The caller identified himself as “a longtime fan” and had a case for me to look into, he said. A New Jersey man had been found inexplicably incinerated on a state park path. He wondered if it might be an instance of spontaneous human combustion. I explained that the scientific evidence for that possibility was non-existent, but that I would have a look anyway.
Indeed, a passerby on Route 29 in central New Jersey had seen someone “on fire” on a nearby bike path in the Delaware and Raritan Canal State Park about 9:45 a.m. on Monday, November 4, 2013. But when police, fire, and rescue personnel arrived, they discovered a man “burned to death”—no further explanation given at the time.

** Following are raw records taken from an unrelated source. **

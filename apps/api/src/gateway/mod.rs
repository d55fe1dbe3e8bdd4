/// External API Gateway: the single chokepoint for every outbound provider call.
///
/// No handler or adapter talks to reqwest directly. Each provider gets one
/// `Gateway`, which checks the key, serves the response cache, bounds the call
/// with a deadline and classifies every failure into an [`ErrorKind`].
use std::sync::Arc;
use std::time::Duration;

use chrono::NaiveDate;
use reqwest::{Method, Url};
use serde_json::Value;
use tracing::{debug, info, warn};

pub mod aggregate;
pub mod cache;
pub mod clock;
pub mod error;
pub mod provider;
pub mod transport;

#[cfg(test)]
pub mod testing;

use crate::gateway::cache::{CacheKey, ResponseCache};
use crate::gateway::clock::Clock;
use crate::gateway::error::{classify_status, ClassifiedError, ErrorKind};
use crate::gateway::provider::{AuthStyle, ProviderConfig};
use crate::gateway::transport::{HttpTransport, RequestDescriptor};

/// Longest slice of an upstream error body kept in a classified message.
const ERROR_BODY_PREVIEW: usize = 200;

pub struct Gateway {
    provider: ProviderConfig,
    api_key: Option<String>,
    transport: Arc<dyn HttpTransport>,
    cache: Option<ResponseCache>,
    clock: Arc<dyn Clock>,
    timeout: Duration,
}

impl Gateway {
    /// A blank key is treated the same as an absent one.
    pub fn new(
        provider: ProviderConfig,
        api_key: Option<String>,
        transport: Arc<dyn HttpTransport>,
        clock: Arc<dyn Clock>,
        timeout: Duration,
    ) -> Self {
        let api_key = api_key
            .map(|key| key.trim().to_string())
            .filter(|key| !key.is_empty());
        let cache = provider
            .cache_window
            .map(|window| ResponseCache::new(window, Arc::clone(&clock)));

        Self {
            provider,
            api_key,
            transport,
            cache,
            clock,
            timeout,
        }
    }

    pub fn provider(&self) -> &ProviderConfig {
        &self.provider
    }

    /// Today's date on the gateway's clock, for building date-ranged queries.
    pub fn today(&self) -> NaiveDate {
        self.clock.now().date_naive()
    }

    pub fn has_key(&self) -> bool {
        self.api_key.is_some()
    }

    fn api_key(&self) -> Result<&str, ClassifiedError> {
        self.api_key
            .as_deref()
            .ok_or_else(|| {
                ClassifiedError::key_missing(self.provider.name, self.provider.api_key_env_var)
            })
    }

    /// Resolves `base_url + path` with `params` and applies the provider's auth style.
    pub fn request(
        &self,
        method: Method,
        path: &str,
        params: &[(&str, String)],
    ) -> Result<RequestDescriptor, ClassifiedError> {
        let key = self.api_key()?;

        let mut url = Url::parse(&format!("{}{}", self.provider.base_url, path)).map_err(|e| {
            ClassifiedError::bad_parameters(format!(
                "invalid {} URL for '{path}': {e}",
                self.provider.name
            ))
        })?;
        if !params.is_empty() {
            url.query_pairs_mut().extend_pairs(params);
        }

        let request = match self.provider.auth_style {
            AuthStyle::HeaderBearer => RequestDescriptor::new(method, url)
                .with_header("authorization", format!("Bearer {key}")),
            AuthStyle::HeaderCustomKey(name) => {
                RequestDescriptor::new(method, url).with_header(name, key)
            }
            AuthStyle::QueryParam(name) => {
                url.query_pairs_mut().append_pair(name, key);
                let mut request = RequestDescriptor::new(method, url);
                request.secret_param = Some(name);
                request
            }
        };
        Ok(request.with_timeout(self.timeout))
    }

    pub async fn get(
        &self,
        path: &str,
        params: &[(&str, String)],
        label: &str,
    ) -> Result<Arc<Value>, ClassifiedError> {
        let request = self
            .request(Method::GET, path, params)
            .map_err(|e| self.reject(label, e))?;
        self.fetch_endpoint(request, label).await
    }

    pub async fn post_json(
        &self,
        path: &str,
        body: Value,
        label: &str,
    ) -> Result<Arc<Value>, ClassifiedError> {
        let request = self
            .request(Method::POST, path, &[])
            .map_err(|e| self.reject(label, e))?
            .with_json(body);
        self.fetch_endpoint(request, label).await
    }

    /// Issues `request`, returning the raw provider payload.
    ///
    /// Order: key check, cache lookup, deadline-bounded call, status
    /// classification, JSON parse, embedded-error check, cache insert.
    /// Only fully successful payloads reach the cache. Never retries.
    pub async fn fetch_endpoint(
        &self,
        request: RequestDescriptor,
        label: &str,
    ) -> Result<Arc<Value>, ClassifiedError> {
        self.api_key().map_err(|e| self.reject(label, e))?;

        let key = CacheKey::from_request(&request);
        if let Some(cache) = &self.cache {
            if let Some(payload) = cache.get(&key).await {
                debug!(provider = self.provider.name, endpoint = label, "cache hit");
                return Ok(payload);
            }
        }

        info!(
            provider = self.provider.name,
            endpoint = label,
            url = %request.redacted_url(),
            "fetching from upstream"
        );

        let call = self.transport.execute(&request);
        let response = match tokio::time::timeout(request.timeout, call).await {
            Ok(Ok(response)) => response,
            Ok(Err(e)) => {
                return Err(self.reject(
                    label,
                    ClassifiedError::network(format!("{} {e}", self.provider.name)),
                ))
            }
            Err(_) => {
                return Err(self.reject(
                    label,
                    ClassifiedError::network(format!(
                        "{} did not respond within {}s",
                        self.provider.name,
                        request.timeout.as_secs_f64()
                    )),
                ))
            }
        };

        if let Some(kind) = classify_status(response.status, self.provider.status_overrides) {
            let preview: String = response.body.chars().take(ERROR_BODY_PREVIEW).collect();
            return Err(self.reject(
                label,
                ClassifiedError::new(
                    kind,
                    format!(
                        "{} returned status {}: {preview}",
                        self.provider.name, response.status
                    ),
                ),
            ));
        }

        let payload: Value = serde_json::from_str(&response.body).map_err(|e| {
            self.reject(
                label,
                ClassifiedError::unknown(format!(
                    "{} returned malformed JSON: {e}",
                    self.provider.name
                )),
            )
        })?;

        if let Some(error) = (self.provider.embedded_error)(&payload) {
            return Err(self.reject(label, error));
        }

        let payload = Arc::new(payload);
        if let Some(cache) = &self.cache {
            cache.insert(key, Arc::clone(&payload)).await;
            debug!(provider = self.provider.name, endpoint = label, "cached response");
        }
        Ok(payload)
    }

    fn reject(&self, label: &str, error: ClassifiedError) -> ClassifiedError {
        warn!(
            provider = self.provider.name,
            endpoint = label,
            kind = %error.kind(),
            "{}",
            error.message()
        );
        error
    }

    #[cfg(test)]
    async fn cached_entries(&self) -> usize {
        match &self.cache {
            Some(cache) => cache.len().await,
            None => 0,
        }
    }
}

/// Structured code from an embedded provider error, mapped through the status table.
pub fn kind_from_code(code: Option<u64>) -> ErrorKind {
    code.and_then(|c| u16::try_from(c).ok())
        .and_then(|c| classify_status(c, &[]))
        .unwrap_or(ErrorKind::Unknown)
}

It was soon learned that the victim was a 63-year-old navy veteran of over 22 years, William “Bill” Murphy. He had been the lead ROTC instructor at Linden High School since September 2006, according to Newark’s The Star-Ledger of November 5. (See Jeff Goldman, https://blog.nj.com/union/index.ssf/2013/11/linden_high_school _teacher_found_burned_to_death_in_hunterdon_state_park.html; accessed November 19, 2013.)
By Wednesday, the Hunterdon County Prosecutor’s Office was referring to Murphy’s death as an apparent suicide. According to that office’s investigator on the case, Detective Edmund J. De Flilippis, Murphy had, apparently, set himself on fire.
On November 8, the county medical examiner ruled that William Murphy had in fact committed suicide (according to a press report of November 9), having “died from self-immolation, the act of setting oneself on fire” (See Everett Merrill, online at https://www.mycentraljersey.com/apps/pbcs.d11/article?AID=2013311080030&gcheck=1&nclick_check=1; accessed November 19, 2013.)
Details were not given. However the news media reported—and a source I spoke with, who was close to the case, confirmed—that the prosecutor’s office was not releasing further information because of the sensitive nature of Murphy’s death, a suicide.